# [Your objective]
The answer must be every line of the records below that contains the word "guaranteed".

# [Data for this exercise]
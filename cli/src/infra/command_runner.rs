//! Infrastructure implementation of the `CommandRunner` port.
//!
//! `TokioCommandRunner` is the production implementation that uses tokio
//! for async process execution with guaranteed timeout and kill on all platforms.

use std::process::{Output, Stdio};
use std::time::Duration;

use anyhow::{Context, Result};
use tokio::io::AsyncReadExt;

use crate::application::ports::CommandRunner;

/// Default timeout for short engine/CLI calls (`ps`, secret reads).
pub const DEFAULT_CMD_TIMEOUT: Duration = Duration::from_secs(60);

/// Production `CommandRunner`: uses tokio for async process execution
/// with guaranteed timeout and kill.
///
/// `tokio::time::timeout` around `.output().await` drops the future but does
/// not reliably kill the child on every platform, so this uses
/// `tokio::select!` with an explicit `child.kill()`.
#[derive(Debug, Clone, Copy)]
pub struct TokioCommandRunner {
    timeout: Duration,
}

impl TokioCommandRunner {
    #[must_use]
    pub fn new(timeout: Duration) -> Self {
        Self { timeout }
    }
}

impl Default for TokioCommandRunner {
    fn default() -> Self {
        Self::new(DEFAULT_CMD_TIMEOUT)
    }
}

impl CommandRunner for TokioCommandRunner {
    async fn run(&self, program: &str, args: &[&str]) -> Result<Output> {
        self.run_with_timeout(program, args, self.timeout).await
    }

    async fn run_with_timeout(
        &self,
        program: &str,
        args: &[&str],
        timeout: Duration,
    ) -> Result<Output> {
        tracing::debug!(%program, ?args, timeout_secs = timeout.as_secs(), "spawning");
        let mut child = tokio::process::Command::new(program)
            .args(args)
            .stdin(Stdio::null())
            .stdout(Stdio::piped())
            .stderr(Stdio::piped())
            .kill_on_drop(true)
            .spawn()
            .with_context(|| format!("failed to spawn {program}"))?;

        let mut stdout_handle = child.stdout.take();
        let mut stderr_handle = child.stderr.take();

        // Drain both pipes while waiting so a chatty child cannot block on a
        // full pipe buffer.
        tokio::select! {
            result = async {
                let (status, stdout, stderr) = tokio::join!(
                    child.wait(),
                    async {
                        let mut buf = Vec::new();
                        if let Some(ref mut h) = stdout_handle {
                            let _ = h.read_to_end(&mut buf).await;
                        }
                        buf
                    },
                    async {
                        let mut buf = Vec::new();
                        if let Some(ref mut h) = stderr_handle {
                            let _ = h.read_to_end(&mut buf).await;
                        }
                        buf
                    },
                );
                let status = status.with_context(|| format!("waiting for {program}"))?;
                tracing::debug!(%program, code = ?status.code(), "exited");
                Ok(Output { status, stdout, stderr })
            } => result,
            () = tokio::time::sleep(timeout) => {
                let _ = child.kill().await;
                tracing::warn!(%program, "killed after timeout");
                anyhow::bail!("{program} timed out after {}s", timeout.as_secs())
            }
        }
    }
}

# [Response area]
//! for async process execution with guaranteed timeout and kill on all platforms.
/// with guaranteed timeout and kill.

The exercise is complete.